PROBLEM:
Determine how many lines below contain the word "Whether", then state only that figure.
########
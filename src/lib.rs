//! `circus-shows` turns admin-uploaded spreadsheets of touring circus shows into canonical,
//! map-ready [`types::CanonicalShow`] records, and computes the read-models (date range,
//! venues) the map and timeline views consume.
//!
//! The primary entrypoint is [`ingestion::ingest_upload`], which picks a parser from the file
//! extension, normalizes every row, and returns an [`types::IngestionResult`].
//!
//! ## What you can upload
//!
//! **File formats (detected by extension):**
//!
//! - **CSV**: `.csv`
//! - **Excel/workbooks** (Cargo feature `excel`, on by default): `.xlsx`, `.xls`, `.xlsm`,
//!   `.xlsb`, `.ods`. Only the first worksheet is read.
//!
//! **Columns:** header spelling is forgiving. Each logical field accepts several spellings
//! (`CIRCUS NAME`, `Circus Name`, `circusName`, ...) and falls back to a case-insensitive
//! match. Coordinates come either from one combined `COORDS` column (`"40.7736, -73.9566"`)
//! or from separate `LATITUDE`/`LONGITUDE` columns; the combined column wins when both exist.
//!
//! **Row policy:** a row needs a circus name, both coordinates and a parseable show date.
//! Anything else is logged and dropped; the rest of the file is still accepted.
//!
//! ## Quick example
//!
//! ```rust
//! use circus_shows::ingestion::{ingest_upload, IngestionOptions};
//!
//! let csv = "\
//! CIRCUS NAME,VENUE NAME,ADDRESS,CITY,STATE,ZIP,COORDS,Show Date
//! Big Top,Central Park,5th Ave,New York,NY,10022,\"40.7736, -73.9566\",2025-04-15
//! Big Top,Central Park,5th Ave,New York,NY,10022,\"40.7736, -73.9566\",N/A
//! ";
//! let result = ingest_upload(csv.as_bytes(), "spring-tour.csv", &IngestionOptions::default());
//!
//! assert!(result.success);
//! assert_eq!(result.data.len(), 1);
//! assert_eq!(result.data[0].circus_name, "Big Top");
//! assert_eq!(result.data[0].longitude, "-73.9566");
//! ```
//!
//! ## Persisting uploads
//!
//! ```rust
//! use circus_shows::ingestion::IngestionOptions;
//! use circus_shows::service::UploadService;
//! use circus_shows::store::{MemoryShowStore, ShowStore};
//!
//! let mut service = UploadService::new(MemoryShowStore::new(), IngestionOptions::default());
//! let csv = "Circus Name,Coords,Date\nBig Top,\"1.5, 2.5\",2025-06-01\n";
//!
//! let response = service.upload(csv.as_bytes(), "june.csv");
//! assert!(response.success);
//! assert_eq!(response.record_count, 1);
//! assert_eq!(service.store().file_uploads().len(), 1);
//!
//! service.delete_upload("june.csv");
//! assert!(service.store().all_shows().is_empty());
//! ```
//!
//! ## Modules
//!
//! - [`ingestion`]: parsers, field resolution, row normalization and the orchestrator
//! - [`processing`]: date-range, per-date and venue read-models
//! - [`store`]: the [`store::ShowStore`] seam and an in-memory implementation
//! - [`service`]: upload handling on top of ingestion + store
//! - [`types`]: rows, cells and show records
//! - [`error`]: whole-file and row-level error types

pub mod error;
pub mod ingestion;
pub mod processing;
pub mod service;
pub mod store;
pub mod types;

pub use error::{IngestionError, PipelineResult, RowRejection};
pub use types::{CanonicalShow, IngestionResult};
########
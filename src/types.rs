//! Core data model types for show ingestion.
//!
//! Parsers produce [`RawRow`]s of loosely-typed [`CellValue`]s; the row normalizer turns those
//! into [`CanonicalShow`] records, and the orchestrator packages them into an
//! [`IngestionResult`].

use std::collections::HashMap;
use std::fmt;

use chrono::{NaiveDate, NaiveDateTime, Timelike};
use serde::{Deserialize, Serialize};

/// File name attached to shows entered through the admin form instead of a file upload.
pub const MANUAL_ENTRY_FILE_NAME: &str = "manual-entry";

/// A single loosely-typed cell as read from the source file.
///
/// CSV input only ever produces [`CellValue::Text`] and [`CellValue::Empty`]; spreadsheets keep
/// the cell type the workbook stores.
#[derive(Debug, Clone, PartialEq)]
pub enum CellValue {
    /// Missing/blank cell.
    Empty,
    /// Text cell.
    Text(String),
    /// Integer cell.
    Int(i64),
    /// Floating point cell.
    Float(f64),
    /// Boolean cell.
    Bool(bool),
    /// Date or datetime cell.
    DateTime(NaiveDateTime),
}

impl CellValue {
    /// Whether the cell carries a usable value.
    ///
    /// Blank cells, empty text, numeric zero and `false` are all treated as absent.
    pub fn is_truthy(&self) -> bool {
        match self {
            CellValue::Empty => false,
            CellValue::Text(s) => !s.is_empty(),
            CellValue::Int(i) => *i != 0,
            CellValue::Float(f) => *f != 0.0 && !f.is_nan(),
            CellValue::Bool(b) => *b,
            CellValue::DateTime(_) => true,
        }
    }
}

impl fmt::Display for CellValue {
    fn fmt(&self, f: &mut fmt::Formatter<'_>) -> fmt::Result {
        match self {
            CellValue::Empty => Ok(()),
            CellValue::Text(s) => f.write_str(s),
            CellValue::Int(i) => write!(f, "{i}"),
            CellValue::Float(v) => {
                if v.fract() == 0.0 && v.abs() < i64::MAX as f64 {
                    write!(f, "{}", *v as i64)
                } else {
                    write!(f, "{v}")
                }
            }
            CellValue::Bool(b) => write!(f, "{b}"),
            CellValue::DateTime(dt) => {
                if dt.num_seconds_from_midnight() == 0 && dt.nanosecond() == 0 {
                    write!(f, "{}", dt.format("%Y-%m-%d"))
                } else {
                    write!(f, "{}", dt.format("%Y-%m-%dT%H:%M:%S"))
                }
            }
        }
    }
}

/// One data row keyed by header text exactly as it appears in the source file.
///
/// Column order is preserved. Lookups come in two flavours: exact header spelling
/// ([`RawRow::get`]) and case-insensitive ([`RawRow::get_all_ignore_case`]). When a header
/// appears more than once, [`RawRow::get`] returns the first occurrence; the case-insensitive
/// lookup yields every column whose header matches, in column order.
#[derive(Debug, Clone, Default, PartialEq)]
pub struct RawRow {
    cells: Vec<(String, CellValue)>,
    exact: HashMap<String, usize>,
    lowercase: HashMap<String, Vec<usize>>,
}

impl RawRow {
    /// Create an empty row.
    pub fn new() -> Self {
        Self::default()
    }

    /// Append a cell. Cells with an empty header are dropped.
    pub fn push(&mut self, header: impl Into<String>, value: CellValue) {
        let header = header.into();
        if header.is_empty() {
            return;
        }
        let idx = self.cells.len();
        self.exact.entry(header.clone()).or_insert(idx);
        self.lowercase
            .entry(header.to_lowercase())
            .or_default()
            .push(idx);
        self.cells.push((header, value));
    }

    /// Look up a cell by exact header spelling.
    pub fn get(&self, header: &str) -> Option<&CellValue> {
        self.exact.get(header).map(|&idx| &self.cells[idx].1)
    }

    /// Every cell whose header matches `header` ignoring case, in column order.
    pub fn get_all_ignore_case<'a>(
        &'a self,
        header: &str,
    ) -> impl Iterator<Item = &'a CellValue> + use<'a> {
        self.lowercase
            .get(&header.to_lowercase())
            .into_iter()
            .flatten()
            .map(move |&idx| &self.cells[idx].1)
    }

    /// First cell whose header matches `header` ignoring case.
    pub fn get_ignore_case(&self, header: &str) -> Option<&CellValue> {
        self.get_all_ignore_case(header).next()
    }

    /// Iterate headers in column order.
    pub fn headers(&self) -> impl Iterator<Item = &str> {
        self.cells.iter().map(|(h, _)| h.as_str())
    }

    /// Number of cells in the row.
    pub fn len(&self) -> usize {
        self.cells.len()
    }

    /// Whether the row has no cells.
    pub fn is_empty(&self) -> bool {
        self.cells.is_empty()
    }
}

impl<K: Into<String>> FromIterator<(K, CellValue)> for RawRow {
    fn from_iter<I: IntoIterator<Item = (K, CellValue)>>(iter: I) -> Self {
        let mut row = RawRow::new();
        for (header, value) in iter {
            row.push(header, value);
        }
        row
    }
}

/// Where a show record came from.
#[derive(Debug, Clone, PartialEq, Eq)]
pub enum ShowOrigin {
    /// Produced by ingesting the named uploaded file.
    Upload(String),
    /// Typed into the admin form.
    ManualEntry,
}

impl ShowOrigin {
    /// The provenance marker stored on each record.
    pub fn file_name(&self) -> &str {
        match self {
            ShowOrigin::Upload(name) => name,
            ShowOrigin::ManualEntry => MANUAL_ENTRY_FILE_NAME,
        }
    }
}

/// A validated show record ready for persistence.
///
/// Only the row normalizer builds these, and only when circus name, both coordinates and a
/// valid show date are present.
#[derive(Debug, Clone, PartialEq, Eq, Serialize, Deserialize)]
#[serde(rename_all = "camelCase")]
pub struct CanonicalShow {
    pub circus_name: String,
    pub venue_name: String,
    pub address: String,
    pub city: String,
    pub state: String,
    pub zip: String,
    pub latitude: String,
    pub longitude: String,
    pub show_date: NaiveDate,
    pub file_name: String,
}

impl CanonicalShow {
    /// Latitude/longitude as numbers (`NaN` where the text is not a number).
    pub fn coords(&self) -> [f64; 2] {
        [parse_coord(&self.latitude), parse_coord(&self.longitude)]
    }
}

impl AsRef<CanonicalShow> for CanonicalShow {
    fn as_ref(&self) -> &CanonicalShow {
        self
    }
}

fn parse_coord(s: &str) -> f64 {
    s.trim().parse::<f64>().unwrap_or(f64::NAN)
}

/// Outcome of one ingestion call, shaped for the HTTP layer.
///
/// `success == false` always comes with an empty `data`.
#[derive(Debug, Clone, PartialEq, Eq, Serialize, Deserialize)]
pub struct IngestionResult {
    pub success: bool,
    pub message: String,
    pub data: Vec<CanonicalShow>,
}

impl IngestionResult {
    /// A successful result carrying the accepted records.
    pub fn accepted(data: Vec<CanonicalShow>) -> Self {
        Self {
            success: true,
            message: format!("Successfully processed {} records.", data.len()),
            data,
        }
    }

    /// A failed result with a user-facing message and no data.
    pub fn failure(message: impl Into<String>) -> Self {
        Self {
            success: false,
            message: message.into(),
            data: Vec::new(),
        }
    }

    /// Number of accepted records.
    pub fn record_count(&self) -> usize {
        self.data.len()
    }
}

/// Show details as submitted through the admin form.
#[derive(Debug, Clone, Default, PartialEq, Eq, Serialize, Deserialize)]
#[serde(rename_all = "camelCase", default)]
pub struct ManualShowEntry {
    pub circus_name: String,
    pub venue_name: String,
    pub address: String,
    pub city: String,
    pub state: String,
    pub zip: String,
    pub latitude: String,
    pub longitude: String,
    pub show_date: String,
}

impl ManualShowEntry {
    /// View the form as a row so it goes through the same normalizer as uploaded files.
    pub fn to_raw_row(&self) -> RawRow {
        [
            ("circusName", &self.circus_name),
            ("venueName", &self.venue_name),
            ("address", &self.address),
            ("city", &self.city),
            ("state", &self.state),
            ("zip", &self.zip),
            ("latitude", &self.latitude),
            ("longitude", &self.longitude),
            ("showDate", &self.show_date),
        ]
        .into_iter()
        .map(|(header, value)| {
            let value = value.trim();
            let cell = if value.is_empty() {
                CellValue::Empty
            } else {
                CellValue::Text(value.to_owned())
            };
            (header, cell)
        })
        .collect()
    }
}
########
WRITTEN SOLUTION:
2